Front Porch Blog

The 5 Worst Political Lies in Support of Mountaintop Removal

Part 4 in a 5 part series

Lie 4: Reclamation. More than a million acres of flattened mountains does not mean economic development after all.

Lie 4: Reclamation. More than a million acres of flattened mountains does not mean economic development after all.

Lie 4: More mountaintop removal coal mining will provide much needed flat, reclaimed land for economic development.

Central Appalachia has been mired in a mono-economy for the greater part of a century. In many counties, coal mining has been the only source of good paying jobs. Mining jobs sustained a livelihood for thousands of families over the years. But when the mining companies leave town, they leave very little behind.

Appalachia needs economic diversification. That, we are meant to believe, is where mountaintop removal comes in.

The mining method has irreversibly turned more than one million acres of Appalachian mountains into flat land, and flat land is more useful for building things like factories or Walmarts. In yesterday’s L.A. Times, West Virginia State Senator Art Kirkendoll called for more mountaintop removal, saying “Once you leave it flat, you have a place where you can diversify the economy with office parks and wind turbines.”

Presumably, Kirkendoll threw in the wind turbines comment to appeal to the environmentally conscious among us, hoping that we’d completely forget that West Virginia’s wind turbines, of which there are hundreds across the state, usually line the top of ridgelines.

One reason that claiming more flat land will lead to economic development is a such an egregious lie is that the vast majority of this reclaimed land sees no economic development whatsoever. In 2010, Appalachian Voices worked with the Natural Resources Defense Council on a survey of reclaimed mine sites and discovered that, of the 410 mine surveyed, 366 (89.3%) had no form of verifiable post-mining development, excluding forestry and pasture.
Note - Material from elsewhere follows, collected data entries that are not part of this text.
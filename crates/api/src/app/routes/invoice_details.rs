use std::sync::Arc;

use axum::{
    extract::{Extension, Path},
    http::StatusCode,
    response::IntoResponse,
    routing::{get, post},
    Json, Router,
};

use saledesk_invoicing::LineKey;

use crate::app::{dto, errors};
use crate::app::services::AppServices;

pub fn router() -> Router {
    Router::new()
        .route("/", get(list_lines).post(insert_line))
        .route("/bulk", post(bulk_insert))
        .route(
            "/:invoice/:product",
            get(get_line).put(update_line).delete(delete_line),
        )
}

pub async fn bulk_insert(
    Extension(services): Extension<Arc<AppServices>>,
    Json(body): Json<dto::BulkLinesRequest>,
) -> axum::response::Response {
    let batch: Vec<_> = body.details.into_iter().map(dto::BulkLineRequest::into_input).collect();
    match services.lines.bulk_insert_lines(&batch).await {
        Ok(inserted) => {
            (StatusCode::CREATED, Json(serde_json::json!({ "inserted": inserted }))).into_response()
        }
        Err(e) => errors::invoice_error_to_response(e),
    }
}

pub async fn insert_line(
    Extension(services): Extension<Arc<AppServices>>,
    Json(body): Json<dto::BulkLineRequest>,
) -> axum::response::Response {
    match services.lines.insert_line(&body.into_input()).await {
        Ok(line) => (StatusCode::CREATED, Json(dto::line_to_json(&line))).into_response(),
        Err(e) => errors::invoice_error_to_response(e),
    }
}

pub async fn list_lines(Extension(services): Extension<Arc<AppServices>>) -> axum::response::Response {
    match services.lines.list_lines().await {
        Ok(lines) => {
            let items: Vec<_> = lines.iter().map(dto::line_to_json).collect();
            Json(serde_json::json!({ "items": items })).into_response()
        }
        Err(e) => errors::invoice_error_to_response(e),
    }
}

pub async fn get_line(
    Extension(services): Extension<Arc<AppServices>>,
    Path((invoice, product)): Path<(String, String)>,
) -> axum::response::Response {
    let key = match line_key(&invoice, &product) {
        Ok(k) => k,
        Err(resp) => return resp,
    };
    match services.lines.get_line(&key).await {
        Ok(line) => Json(dto::line_to_json(&line)).into_response(),
        Err(e) => errors::invoice_error_to_response(e),
    }
}

pub async fn update_line(
    Extension(services): Extension<Arc<AppServices>>,
    Path((invoice, product)): Path<(String, String)>,
    Json(body): Json<dto::UpdateLineRequest>,
) -> axum::response::Response {
    let key = match line_key(&invoice, &product) {
        Ok(k) => k,
        Err(resp) => return resp,
    };
    match services
        .lines
        .update_line(&key, body.quantity.as_ref(), body.unit_price.as_ref())
        .await
    {
        Ok(line) => Json(dto::line_to_json(&line)).into_response(),
        Err(e) => errors::invoice_error_to_response(e),
    }
}

pub async fn delete_line(
    Extension(services): Extension<Arc<AppServices>>,
    Path((invoice, product)): Path<(String, String)>,
) -> axum::response::Response {
    let key = match line_key(&invoice, &product) {
        Ok(k) => k,
        Err(resp) => return resp,
    };
    match services.lines.delete_line(&key).await {
        Ok(()) => StatusCode::NO_CONTENT.into_response(),
        Err(e) => errors::invoice_error_to_response(e),
    }
}

fn line_key(invoice: &str, product: &str) -> Result<LineKey, axum::response::Response> {
    Ok(LineKey {
        invoice_id: errors::parse_invoice_id(invoice)?,
        product: errors::parse_product(product)?,
    })
}
use std::sync::Arc;
use std::time::Duration;

use reqwest::StatusCode;
use serde_json::json;

use saledesk_api::app::services::AppServices;
use saledesk_core::{ClientId, EmployeeId, ProductCode};
use saledesk_infra::store::{InMemoryInvoiceBackend, References};

struct TestServer {
    base_url: String,
    handle: tokio::task::JoinHandle<()>,
}

impl TestServer {
    async fn spawn(services: AppServices) -> Self {
        // Same router as prod, bound to an ephemeral port.
        let app = saledesk_api::app::build_app(services);
        let listener = tokio::net::TcpListener::bind("127.0.0.1:0")
            .await
            .expect("failed to bind ephemeral port");
        let addr = listener.local_addr().unwrap();
        let base_url = format!("http://{}", addr);

        let handle = tokio::spawn(async move {
            axum::serve(listener, app).await.unwrap();
        });

        Self { base_url, handle }
    }

    async fn seeded() -> Self {
        let references = References {
            clients: [ClientId::new(7)].into_iter().collect(),
            employees: [EmployeeId::new(2)].into_iter().collect(),
            products: ["P1", "P2", "P3"]
                .into_iter()
                .map(|p| ProductCode::parse(p).unwrap())
                .collect(),
        };
        let backend = Arc::new(InMemoryInvoiceBackend::with_references(references));
        Self::spawn(AppServices::new(backend, Duration::from_secs(5))).await
    }

    fn url(&self, path: &str) -> String {
        format!("{}{}", self.base_url, path)
    }
}

impl Drop for TestServer {
    fn drop(&mut self) {
        self.handle.abort();
    }
}

fn example_invoice() -> serde_json::Value {
    json!({
        "issue_date": "2024-01-01",
        "client_id": 7,
        "employee_id": 2,
        "status": "OPEN",
        "details": [
            { "product": "P1", "quantity": 2, "unit_price": "10.00" },
            { "product": "P2", "quantity": 1, "unit_price": "5.00" }
        ]
    })
}

async fn create(client: &reqwest::Client, srv: &TestServer, body: serde_json::Value) -> i64 {
    let res = client.post(srv.url("/invoices")).json(&body).send().await.unwrap();
    assert_eq!(res.status(), StatusCode::CREATED);
    let created: serde_json::Value = res.json().await.unwrap();
    created["id"].as_i64().unwrap()
}

#[tokio::test]
async fn health_is_public() {
    let srv = TestServer::spawn(AppServices::in_memory()).await;
    let res = reqwest::get(srv.url("/health")).await.unwrap();
    assert_eq!(res.status(), StatusCode::OK);
}

#[tokio::test]
async fn invoice_lifecycle_create_read_replace_delete() {
    let srv = TestServer::seeded().await;
    let client = reqwest::Client::new();

    let id = create(&client, &srv, example_invoice()).await;

    // Read back
    let res = client.get(srv.url(&format!("/invoices/{id}"))).send().await.unwrap();
    assert_eq!(res.status(), StatusCode::OK);
    let body: serde_json::Value = res.json().await.unwrap();
    assert_eq!(body["id"], id);
    assert_eq!(body["status"], "OPEN");
    assert_eq!(body["issue_date"], "2024-01-01");
    let details = body["details"].as_array().unwrap();
    assert_eq!(details.len(), 2);
    assert_eq!(details[0]["product"], "P1");
    assert_eq!(details[0]["quantity"], "2");
    assert_eq!(details[0]["unit_price"], "10.00");
    assert_eq!(details[1]["product"], "P2");
    assert_eq!(body["total"], "25.00");

    // Replace: only P3 remains
    let res = client
        .put(srv.url(&format!("/invoices/{id}")))
        .json(&json!({
            "issue_date": "2024-02-01",
            "client_id": 7,
            "employee_id": 2,
            "status": "SENT",
            "details": [{ "product": "P3", "quantity": "4", "unit_price": 1 }]
        }))
        .send()
        .await
        .unwrap();
    assert_eq!(res.status(), StatusCode::OK);

    let body: serde_json::Value = client
        .get(srv.url(&format!("/invoices/{id}")))
        .send()
        .await
        .unwrap()
        .json()
        .await
        .unwrap();
    assert_eq!(body["status"], "SENT");
    let products: Vec<_> = body["details"]
        .as_array()
        .unwrap()
        .iter()
        .map(|d| d["product"].as_str().unwrap().to_string())
        .collect();
    assert_eq!(products, vec!["P3"]);

    // Delete, then it is gone
    let res = client.delete(srv.url(&format!("/invoices/{id}"))).send().await.unwrap();
    assert_eq!(res.status(), StatusCode::NO_CONTENT);

    let res = client.get(srv.url(&format!("/invoices/{id}"))).send().await.unwrap();
    assert_eq!(res.status(), StatusCode::NOT_FOUND);
    let body: serde_json::Value = res.json().await.unwrap();
    assert_eq!(body["error"], "not_found");

    let res = client.delete(srv.url(&format!("/invoices/{id}"))).send().await.unwrap();
    assert_eq!(res.status(), StatusCode::NOT_FOUND);
}

#[tokio::test]
async fn rejected_lines_are_all_reported() {
    let srv = TestServer::seeded().await;
    let client = reqwest::Client::new();

    let res = client
        .post(srv.url("/invoices"))
        .json(&json!({
            "issue_date": "2024-01-01",
            "client_id": 7,
            "employee_id": 2,
            "status": "OPEN",
            "details": [
                { "product": "", "quantity": 1, "unit_price": 1 },
                { "product": "P1", "quantity": 1, "unit_price": 1 },
                { "product": "P2", "quantity": -1, "unit_price": 1 }
            ]
        }))
        .send()
        .await
        .unwrap();

    assert_eq!(res.status(), StatusCode::BAD_REQUEST);
    let body: serde_json::Value = res.json().await.unwrap();
    assert_eq!(body["error"], "validation_error");
    let indices: Vec<_> = body["issues"]
        .as_array()
        .unwrap()
        .iter()
        .map(|i| i["index"].as_u64().unwrap())
        .collect();
    assert!(indices.contains(&0));
    assert!(indices.contains(&2));
    assert!(!indices.contains(&1));

    let listed: serde_json::Value = client
        .get(srv.url("/invoices"))
        .send()
        .await
        .unwrap()
        .json()
        .await
        .unwrap();
    assert!(listed["items"].as_array().unwrap().is_empty());
}

#[tokio::test]
async fn unknown_product_is_a_conflict_and_leaves_nothing() {
    let srv = TestServer::seeded().await;
    let client = reqwest::Client::new();

    let mut body = example_invoice();
    body["details"][1]["product"] = json!("NOPE");
    let res = client.post(srv.url("/invoices")).json(&body).send().await.unwrap();
    assert_eq!(res.status(), StatusCode::CONFLICT);
    let err: serde_json::Value = res.json().await.unwrap();
    assert_eq!(err["error"], "constraint_violation");

    let listed: serde_json::Value = client
        .get(srv.url("/invoices"))
        .send()
        .await
        .unwrap()
        .json()
        .await
        .unwrap();
    assert!(listed["items"].as_array().unwrap().is_empty());
}

#[tokio::test]
async fn legacy_field_names_are_accepted() {
    let srv = TestServer::seeded().await;
    let client = reqwest::Client::new();

    let id = create(
        &client,
        &srv,
        json!({
            "Invoice_date": "2024-03-15",
            "Client_no": "7",
            "EmployeeID": 2,
            "Invoice_status": "OPEN",
            "InvoiceMemo": "walk-in",
            "details": [{ "Product_no": "P1", "Qty": "3", "Price": "1.50" }]
        }),
    )
    .await;

    let body: serde_json::Value = client
        .get(srv.url(&format!("/invoices/{id}")))
        .send()
        .await
        .unwrap()
        .json()
        .await
        .unwrap();
    assert_eq!(body["memo"], "walk-in");
    assert_eq!(body["details"][0]["amount"], "4.50");
}

#[tokio::test]
async fn malformed_ids_are_bad_requests() {
    let srv = TestServer::spawn(AppServices::in_memory()).await;
    let client = reqwest::Client::new();

    let res = client.get(srv.url("/invoices/abc")).send().await.unwrap();
    assert_eq!(res.status(), StatusCode::BAD_REQUEST);

    let res = client.get(srv.url("/invoices/999")).send().await.unwrap();
    assert_eq!(res.status(), StatusCode::NOT_FOUND);
}

#[tokio::test]
async fn bulk_and_single_line_endpoints() {
    let srv = TestServer::seeded().await;
    let client = reqwest::Client::new();

    let id = create(
        &client,
        &srv,
        json!({
            "issue_date": "2024-01-01",
            "client_id": 7,
            "employee_id": 2,
            "status": "OPEN"
        }),
    )
    .await;

    // Empty batch
    let res = client
        .post(srv.url("/invoice-details/bulk"))
        .json(&json!({ "details": [] }))
        .send()
        .await
        .unwrap();
    assert_eq!(res.status(), StatusCode::BAD_REQUEST);

    // Missing header: nothing inserted
    let res = client
        .post(srv.url("/invoice-details/bulk"))
        .json(&json!({ "details": [
            { "invoice_id": id, "product": "P1", "quantity": 1, "unit_price": 1 },
            { "invoice_id": id + 1000, "product": "P2", "quantity": 1, "unit_price": 1 }
        ]}))
        .send()
        .await
        .unwrap();
    assert_eq!(res.status(), StatusCode::NOT_FOUND);

    let res = client
        .post(srv.url("/invoice-details/bulk"))
        .json(&json!({ "details": [
            { "InvoiceNo": id, "Product_no": "P1", "Qty": 1, "Price": "2.00" },
            { "InvoiceNo": id, "Product_no": "P2", "Qty": 2, "Price": "3.00" }
        ]}))
        .send()
        .await
        .unwrap();
    assert_eq!(res.status(), StatusCode::CREATED);
    let body: serde_json::Value = res.json().await.unwrap();
    assert_eq!(body["inserted"], 2);

    let listed: serde_json::Value = client
        .get(srv.url("/invoice-details"))
        .send()
        .await
        .unwrap()
        .json()
        .await
        .unwrap();
    assert_eq!(listed["items"].as_array().unwrap().len(), 2);

    let res = client
        .put(srv.url(&format!("/invoice-details/{id}/P2")))
        .json(&json!({ "quantity": 5, "unit_price": "3.00" }))
        .send()
        .await
        .unwrap();
    assert_eq!(res.status(), StatusCode::OK);

    let line: serde_json::Value = client
        .get(srv.url(&format!("/invoice-details/{id}/P2")))
        .send()
        .await
        .unwrap()
        .json()
        .await
        .unwrap();
    assert_eq!(line["quantity"], "5");

    let res = client
        .delete(srv.url(&format!("/invoice-details/{id}/P2")))
        .send()
        .await
        .unwrap();
    assert_eq!(res.status(), StatusCode::NO_CONTENT);

    let res = client
        .get(srv.url(&format!("/invoice-details/{id}/P2")))
        .send()
        .await
        .unwrap();
    assert_eq!(res.status(), StatusCode::NOT_FOUND);
}

#[tokio::test]
async fn single_line_create_appends_to_an_invoice() {
    let srv = TestServer::seeded().await;
    let client = reqwest::Client::new();

    let id = create(&client, &srv, example_invoice()).await;

    let res = client
        .post(srv.url("/invoice-details"))
        .json(&json!({ "InvoiceNo": id, "Product_no": "P3", "Qty": "2", "Price": "1.25" }))
        .send()
        .await
        .unwrap();
    assert_eq!(res.status(), StatusCode::CREATED);
    let line: serde_json::Value = res.json().await.unwrap();
    assert_eq!(line["invoice_id"], id);
    assert_eq!(line["amount"], "2.50");

    let body: serde_json::Value = client
        .get(srv.url(&format!("/invoices/{id}")))
        .send()
        .await
        .unwrap()
        .json()
        .await
        .unwrap();
    let products: Vec<_> = body["details"]
        .as_array()
        .unwrap()
        .iter()
        .map(|d| d["product"].as_str().unwrap().to_string())
        .collect();
    assert_eq!(products, vec!["P1", "P2", "P3"]);
    assert_eq!(body["total"], "27.50");

    // Same product again
    let res = client
        .post(srv.url("/invoice-details"))
        .json(&json!({ "invoice_id": id, "product": "P3", "quantity": 1, "unit_price": 1 }))
        .send()
        .await
        .unwrap();
    assert_eq!(res.status(), StatusCode::CONFLICT);

    let res = client
        .post(srv.url("/invoice-details"))
        .json(&json!({ "invoice_id": id + 1000, "product": "P1", "quantity": 1, "unit_price": 1 }))
        .send()
        .await
        .unwrap();
    assert_eq!(res.status(), StatusCode::NOT_FOUND);
}

#[tokio::test]
async fn oversized_line_amount_is_rejected_and_listing_survives() {
    let srv = TestServer::seeded().await;
    let client = reqwest::Client::new();
    let huge = "100000000000000000000";

    let mut body = example_invoice();
    body["details"] = json!([{ "product": "P1", "quantity": huge, "unit_price": huge }]);
    let res = client.post(srv.url("/invoices")).json(&body).send().await.unwrap();
    assert_eq!(res.status(), StatusCode::BAD_REQUEST);
    let err: serde_json::Value = res.json().await.unwrap();
    assert_eq!(err["error"], "validation_error");
    assert_eq!(err["issues"][0]["field"], "amount");
    assert_eq!(err["issues"][0]["problem"], "overflow");

    let id = create(&client, &srv, example_invoice()).await;
    let res = client
        .post(srv.url("/invoice-details/bulk"))
        .json(&json!({ "details": [
            { "invoice_id": id, "product": "P3", "quantity": huge, "unit_price": huge }
        ]}))
        .send()
        .await
        .unwrap();
    assert_eq!(res.status(), StatusCode::BAD_REQUEST);

    for path in ["/invoices", "/invoice-details"] {
        let res = client.get(srv.url(path)).send().await.unwrap();
        assert_eq!(res.status(), StatusCode::OK);
    }
}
The coal industry will proudly show off the four industrial parks, three golf courses, and one federal prison that currently exist on reclaimed sites as a sign of economic development and diversification. But they would like us to ignore the nearly one million acres of poorly reclaimed mine sites that sit completely unused.

If the region’s economy was truly suffering because of a gigantic economic barrier, otherwise known as the Appalachian Mountains, it would appear the coal industry has done more than their fair share of work in eliminating those barriers. Surely, new businesses will find something to their liking among the one million acres of flattened land they have to choose from, right?

After all, who wouldn’t want to build their new facility here? Or go on a vacation at a mountain resort here?

The coal industry has been leveling the Appalachian Mountains for decades, polluting the air and water, and hiring as few miners as possible to do the job. That is not the path to economic development or diversification. Politicians who say otherwise and parrot industry talking points have little evidence to back up their claims.